MEDIUM RARE

That’s how a certain type of policeman behaves, when his badge and uniform are not enough to “serve and protect” the people. Trigger-happy cops, tragic consequences for others.
Each time a cop shoots an innocent victim, their elders in the PNP downgrade it as an isolated incident, as if the victim were a mere statistic. Each time something like the “mistaken identity” shooting death of 17-year-old Jemboy Baltazar of Navotas makes the headlines, there’s a hue and cry to review police procedures and policies, to train and retrain rookies and oldies not just how to shoot but why and why not.

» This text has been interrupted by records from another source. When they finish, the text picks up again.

//! CSV export and re-import of schedules, plus JSON persistence.
//!
//! The CSV mirrors the console table: header `Round, Court 1 .. Court C,
//! Rest`, one row per round, teams rendered as member tuples. The reader
//! reverses the writer exactly, so a schedule survives a round trip
//! through disk unchanged.

use std::fs;
use std::path::Path;

use anyhow::{bail, Context, Result};

use schedule_core::{Match, PlayerId, Round, Schedule, Team};

use crate::render::id_tuple;

fn court_columns(schedule: &Schedule) -> usize {
    schedule
        .rounds
        .iter()
        .map(|r| r.matches.len())
        .max()
        .unwrap_or(0)
}

/// Write the schedule as CSV. Degraded rounds leave their trailing court
/// cells empty.
pub fn write_csv(schedule: &Schedule, path: &Path) -> Result<()> {
    let courts = court_columns(schedule);
    let mut writer = csv::Writer::from_path(path)
        .with_context(|| format!("Failed to create CSV file: {}", path.display()))?;

    let mut header = vec!["Round".to_string()];
    for court in 1..=courts {
        header.push(format!("Court {court}"));
    }
    header.push("Rest".to_string());
    writer.write_record(&header)?;

    for (index, round) in schedule.rounds.iter().enumerate() {
        let mut record = vec![(index + 1).to_string()];
        for m in &round.matches {
            record.push(m.to_string());
        }
        record.resize(courts + 1, String::new());
        record.push(id_tuple(&round.resting));
        writer.write_record(&record)?;
    }

    writer
        .flush()
        .with_context(|| format!("Failed to write CSV file: {}", path.display()))
}

/// Read a schedule back from a CSV produced by [`write_csv`].
pub fn read_csv(path: &Path) -> Result<Schedule> {
    let mut reader = csv::Reader::from_path(path)
        .with_context(|| format!("Failed to open CSV file: {}", path.display()))?;

    let mut rounds = Vec::new();
    for record in reader.records() {
        let record = record.context("Failed to read CSV record")?;
        let fields: Vec<&str> = record.iter().collect();
        if fields.len() < 2 {
            bail!("schedule row needs at least a round and a rest column");
        }

        let resting = parse_id_tuple(fields[fields.len() - 1])?;
        let matches = fields[1..fields.len() - 1]
            .iter()
            .filter(|cell| !cell.trim().is_empty())
            .map(|cell| parse_match(cell))
            .collect::<Result<Vec<Match>>>()?;

        rounds.push(Round { matches, resting });
    }

    Ok(Schedule { rounds })
}

/// Save the schedule as pretty-printed JSON.
pub fn write_json(schedule: &Schedule, path: &Path) -> Result<()> {
    let json =
        serde_json::to_string_pretty(schedule).context("Failed to serialize schedule")?;
    fs::write(path, json).with_context(|| format!("Failed to write: {}", path.display()))
}

/// Load a schedule previously saved with [`write_json`].
pub fn read_json(path: &Path) -> Result<Schedule> {
    let contents =
        fs::read_to_string(path).with_context(|| format!("Failed to read: {}", path.display()))?;
    serde_json::from_str(&contents).context("Failed to parse schedule JSON")
}

fn parse_match(cell: &str) -> Result<Match> {
    let (a, b) = cell
        .split_once(" vs ")
        .with_context(|| format!("expected 'teamA vs teamB', got '{cell}'"))?;
    Ok(Match {
        team_a: parse_team(a)?,
        team_b: parse_team(b)?,
    })
}

fn parse_team(text: &str) -> Result<Team> {
    Ok(Team::new(parse_id_tuple(text)?))
}

fn parse_id_tuple(text: &str) -> Result<Vec<PlayerId>> {
    let inner = text
        .trim()
        .strip_prefix('(')
        .and_then(|rest| rest.strip_suffix(')'))
        .with_context(|| format!("expected a player tuple, got '{text}'"))?;
    inner
        .split(',')
        .map(str::trim)
        .filter(|part| !part.is_empty())
        .map(|part| {
            part.parse::<PlayerId>()
                .with_context(|| format!("invalid player id '{part}'"))
        })
        .collect()
}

Admittedly, police work can be more stressful than an ordinary laborer’s eight-hour occupation, but to shoot a young man who has just dived into the river, without a gun, goes beyond the pale of psychology. What was the shooter thinking? The cop did not even bother to confront Jemboy and ask him the usual questions – name, age, address. Was it because he was under stress (from some cause other than Jemboy’s being at the wrong place, wrong time)? Was he so eager to use his gun that he had forgotten to replace the dead batteries in his body-cam?
Maybe the copper has been watching too many cop movies, American-style, where policemen and detectives wear their guns even when they’re in the police station. (America’s population of 330 million own 400 million guns.) Of a markedly different style, British cops are unarmed when they’re out on a mission. When they’re in a situation that they consider risky, the rule is to call for backup, i.e., a unit of trained shooters who respond not with guns blazing but with the cool of an agent of the law who sees no need to shed blood unnecessarily. At home, as we saw during the iron-fisted administration of the tough-talking Rodrigo Duterte, cops were told to shoot in self-defense, “shoot when your life is in danger.”
A boy unarmed, unknown to the shooter, killed by a policeman trained to protect civilians from danger, a policeman who could not tell the difference between shooting for the sake of shooting and shooting in self-defense.